The way a pastoral theologian like me would say this is that "the road to hell is paved with good intentions." This aphorism (not found in the Bible, by the way) has two meanings. Perhaps the more normative meaning is that we intend to do something good but fail to act - because we procrastinate, or don't have the will because it's too hard. So we intend to get to the gym more but then other things fill our life and we don't...and it shows.
But there is a second, more nuanced meaning that I find compelling as I get older - and that is that the actions we do take, with all the best intentions, very often have unintended (and negative) consequences. We see this at every level of society. Parents, for example, who grew up with next to nothing want their children to have the opportunities they never had. Such an intention is holy and good - and yet sometimes the actions taken toward that goal end up producing self-centered, materialistic children who feel entitled.
The same can happen with churches and NGOs that want to "help" the poor - but very often with less than rigorous knowledge of (or even exploration of) the root causes of poverty and of any hope of measuring the real impact of our actions.
In 2000, my denomination adopted the Millennium Development Goals to "reduce, by the year 2015, the number of people who live in extreme poverty." The goals are noble ones that include things like eradicating extreme hunger and empowering women and combating preventable diseases. A lot of the underlying assumptions are based on the work of Jeffrey Sachs, who wrote a book focused on ending poverty in our time. One program that Episcopal Relief and Development got behind in trying to live into the MDGs was to buy mosquito netting for African children.
So back to the book I just read. It's important to say that Banerjee and Duflo are committed to the same end results: the subtitle of Poor Economics is "rethinking poverty and the ways to end it." They are development economists, not laisse-faire capitalists! Their goal, like that of Sachs et al, is to end poverty. But the key word there is re-thinking. They are committed to the evidence. So building schools for girls sounds noble, but what if you build the school and then find that girls don't attend it? Or what if you build the schools but don't have any teachers, or the ones you have aren't qualified? Or you haven't figured out what the curriculum should be: do you teach to the top 10% or find a curriculum that gives everyone basic skills for life? Or if fathers will not allow their daughters to attend the schools you build? How do you get at these underlying issues? Sometimes it's easier just to keep building schools...
Giving out mosquito nets to prevent malaria or condoms to prevent the spread of AIDs is a great idea , but if people don't use them, then they don't help. It is not our intentions that matter! The road to hell is sometimes paved with those! It is what actually happens that matters.
This book is not everyone's cup of tea. But in a world where ideology (on both the right and on the left) often trumps (or skews) the evidence, it seems to me that the work that these folks are involved in has implications much larger than in the field of economics! Their commitment is to finding what works and trying to figure out why. They tend to avoid large, grand theories and instead focus on context: why did this work here, but not there? This requires patience and a willingness to sometimes be wrong...
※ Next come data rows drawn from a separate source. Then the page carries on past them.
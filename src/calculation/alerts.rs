//! Mandatory-consumption alerts.
//!
//! The statutory obligation to take a minimum number of days attaches to
//! each grant, so only the most recent lot is checked, never the running
//! balance. A checkpoint fires once the time left before the next grant is
//! shorter than its window and the employee has used fewer days than the
//! checkpoint requires.

use chrono::{Months, NaiveDate};
use rust_decimal::Decimal;

use crate::config::AlertCheckpoint;
use crate::error::{LedgerError, LedgerResult};
use crate::models::{CheckpointHit, EmployeeAlert};

use super::grant_schedule::grant_index_on_or_before;
use super::periods::{LedgerSnapshot, walk_periods};

/// Evaluates one checkpoint.
///
/// # Arguments
///
/// * `checkpoint` - The window and the minimum days expected within it
/// * `latest_grant_days` - Days granted by the most recent lot
/// * `used` - Approved days in the current grant period
/// * `as_of` - The evaluation date
/// * `next_grant_date` - The deadline of the current obligation
/// * `alert_min_grant_days` - Grants smaller than this carry no obligation
///
/// # Example
///
/// ```
/// use leave_ledger::calculation::checkpoint_triggered;
/// use leave_ledger::config::AlertCheckpoint;
/// use chrono::NaiveDate;
/// use rust_decimal::Decimal;
///
/// let checkpoint = AlertCheckpoint {
///     months_before_next_grant: 3,
///     min_consumed_days: Decimal::from(5),
/// };
/// let next_grant = NaiveDate::from_ymd_opt(2025, 10, 1).unwrap();
/// let ten_weeks_before = next_grant - chrono::Duration::weeks(10);
///
/// let hit = checkpoint_triggered(
///     &checkpoint,
///     Decimal::from(10),
///     Decimal::from(2),
///     ten_weeks_before,
///     next_grant,
///     Decimal::from(10),
/// );
/// assert_eq!(hit.map(|h| h.shortfall), Some(Decimal::from(3)));
/// ```
pub fn checkpoint_triggered(
    checkpoint: &AlertCheckpoint,
    latest_grant_days: Decimal,
    used: Decimal,
    as_of: NaiveDate,
    next_grant_date: NaiveDate,
    alert_min_grant_days: Decimal,
) -> Option<CheckpointHit> {
    if latest_grant_days < alert_min_grant_days || used >= checkpoint.min_consumed_days {
        return None;
    }
    let window_start =
        next_grant_date.checked_sub_months(Months::new(checkpoint.months_before_next_grant))?;
    if as_of <= window_start || as_of >= next_grant_date {
        return None;
    }

    Some(CheckpointHit {
        months_before_next_grant: checkpoint.months_before_next_grant,
        min_consumed_days: checkpoint.min_consumed_days,
        shortfall: checkpoint.min_consumed_days - used,
    })
}

/// Evaluates an employee's consumption obligation on `as_of`.
///
/// Returns `None` for an employee without any grant yet. The returned alert
/// is `flagged` when at least one checkpoint fires.
pub fn evaluate_alert(
    snapshot: &LedgerSnapshot<'_>,
    as_of: NaiveDate,
) -> LedgerResult<Option<EmployeeAlert>> {
    let employee = snapshot.employee;
    let policy = snapshot.policy;
    let Some(current) = grant_index_on_or_before(employee.join_date, policy, as_of) else {
        return Ok(None);
    };

    let walked = walk_periods(snapshot, current)?;
    let summary = walked
        .last()
        .map(|period| &period.summary)
        .ok_or_else(|| LedgerError::CalculationError {
            date: as_of,
            message: "Period walk produced no current period".to_string(),
        })?;

    let latest_grant_days = summary.days_granted;
    let used = summary.days_used;
    let obligated = latest_grant_days >= policy.alert_min_grant_days;

    let legal_minimum_shortfall = if obligated {
        (policy.min_legal_use_days_per_year - used).max(Decimal::ZERO)
    } else {
        Decimal::ZERO
    };

    let triggered_checkpoints: Vec<CheckpointHit> = policy
        .alert_checkpoints
        .iter()
        .filter_map(|checkpoint| {
            checkpoint_triggered(
                checkpoint,
                latest_grant_days,
                used,
                as_of,
                summary.end_date,
                policy.alert_min_grant_days,
            )
        })
        .collect();

    Ok(Some(EmployeeAlert {
        employee_id: employee.id.clone(),
        policy_version: policy.version.clone(),
        as_of,
        latest_grant_date: summary.start_date,
        latest_grant_days,
        used_this_period: used,
        next_grant_date: summary.end_date,
        legal_minimum_shortfall,
        flagged: !triggered_checkpoints.is_empty(),
        triggered_checkpoints,
    }))
}
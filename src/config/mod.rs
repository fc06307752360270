//! Accrual policy configuration for the leave ledger.
//!
//! This module loads versioned accrual policy documents from YAML files and
//! resolves them by version, with the active version as the default.
//!
//! # Example
//!
//! ```no_run
//! use leave_ledger::config::ConfigLoader;
//!
//! let loader = ConfigLoader::load("./config/leave_policy").unwrap();
//! println!("Active policy: {:?}", loader.registry().active_version());
//! ```

mod loader;
mod types;

pub use loader::ConfigLoader;
pub use types::{
    AccrualPolicy, ActivePolicyPointer, AlertCheckpoint, BaselineRule, BeyondTable,
    ConsumptionOrder, ExpiryRule, GrantTableRow, PartTimeTable, PolicyRegistry, RoundingMode,
    RoundingRule, SUPPORTED_SCHEMA_VERSION, WorkdayRange,
};
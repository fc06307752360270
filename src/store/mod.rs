//! Storage seams of the ledger.
//!
//! The ledger computes on demand over four kinds of data: grant lots, the
//! employee directory, leave requests and (during migration) legacy balances.
//! Each is reached through a `Send + Sync` trait so hosts can plug in their
//! own storage; [`InMemoryStore`] implements all of them.

mod memory;

use chrono::NaiveDate;
use rust_decimal::Decimal;

use crate::calculation::UsageApplication;
use crate::config::{ConsumptionOrder, RoundingRule};
use crate::error::LedgerResult;
use crate::models::{Employee, GrantLot, LeaveRequest, LegacyBalance};

pub use memory::InMemoryStore;

/// Outcome of a conflict-tolerant lot insert.
#[derive(Debug, Clone, Copy, PartialEq, Eq)]
pub enum InsertOutcome {
    /// The lot was stored.
    Inserted,
    /// A lot with the same key already existed and was kept unchanged.
    AlreadyPresent,
}

/// Storage of grant lots, unique per (employee id, grant date).
pub trait LotStore: Send + Sync {
    /// Returns all lots of an employee, oldest grant first.
    fn lots_for(&self, employee_id: &str) -> LedgerResult<Vec<GrantLot>>;

    /// Inserts a lot unless one with the same key exists.
    ///
    /// A duplicate key is not an error: the stored lot, including its
    /// `days_remaining`, is left as it is.
    fn insert_if_absent(&self, lot: GrantLot) -> LedgerResult<InsertOutcome>;

    /// Atomically attributes `days` across the employee's lots active on
    /// `on_date`, in `order`.
    ///
    /// Planning and writing happen as one step, so concurrent callers each
    /// see the other's draws. Days no lot can cover come back as
    /// unattributed.
    fn consume_in_order(
        &self,
        employee_id: &str,
        on_date: NaiveDate,
        days: Decimal,
        order: ConsumptionOrder,
        rounding: &RoundingRule,
    ) -> LedgerResult<UsageApplication>;
}

/// Read-only access to employee records.
pub trait EmployeeDirectory: Send + Sync {
    /// Looks up one employee.
    fn employee(&self, employee_id: &str) -> LedgerResult<Option<Employee>>;

    /// Lists every employee.
    fn employees(&self) -> LedgerResult<Vec<Employee>>;
}

/// Storage of leave requests.
pub trait LeaveRequestStore: Send + Sync {
    /// Returns all requests of an employee, in start-date order.
    fn requests_for(&self, employee_id: &str) -> LedgerResult<Vec<LeaveRequest>>;

    /// Looks up one request.
    fn request(&self, request_id: &str) -> LedgerResult<Option<LeaveRequest>>;

    /// Inserts or replaces a request.
    fn save(&self, request: LeaveRequest) -> LedgerResult<()>;
}

/// Balances carried over from a pre-ledger system.
pub trait LegacyBalanceSource: Send + Sync {
    /// Returns the legacy balance of an employee, if one was imported.
    fn legacy_balance(&self, employee_id: &str) -> LedgerResult<Option<LegacyBalance>>;
}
I find myself wondering what would happen if congregations were willing to operate in these ways - not of looking for some magic bullet but of trying new things and then asking, what happened? What did we learn? What worked and what didn't work? How can we test this again? What does the evidence suggest and where does it lead us next? This, it seems to me, is not only a strategy for re-thinking poverty but of living life.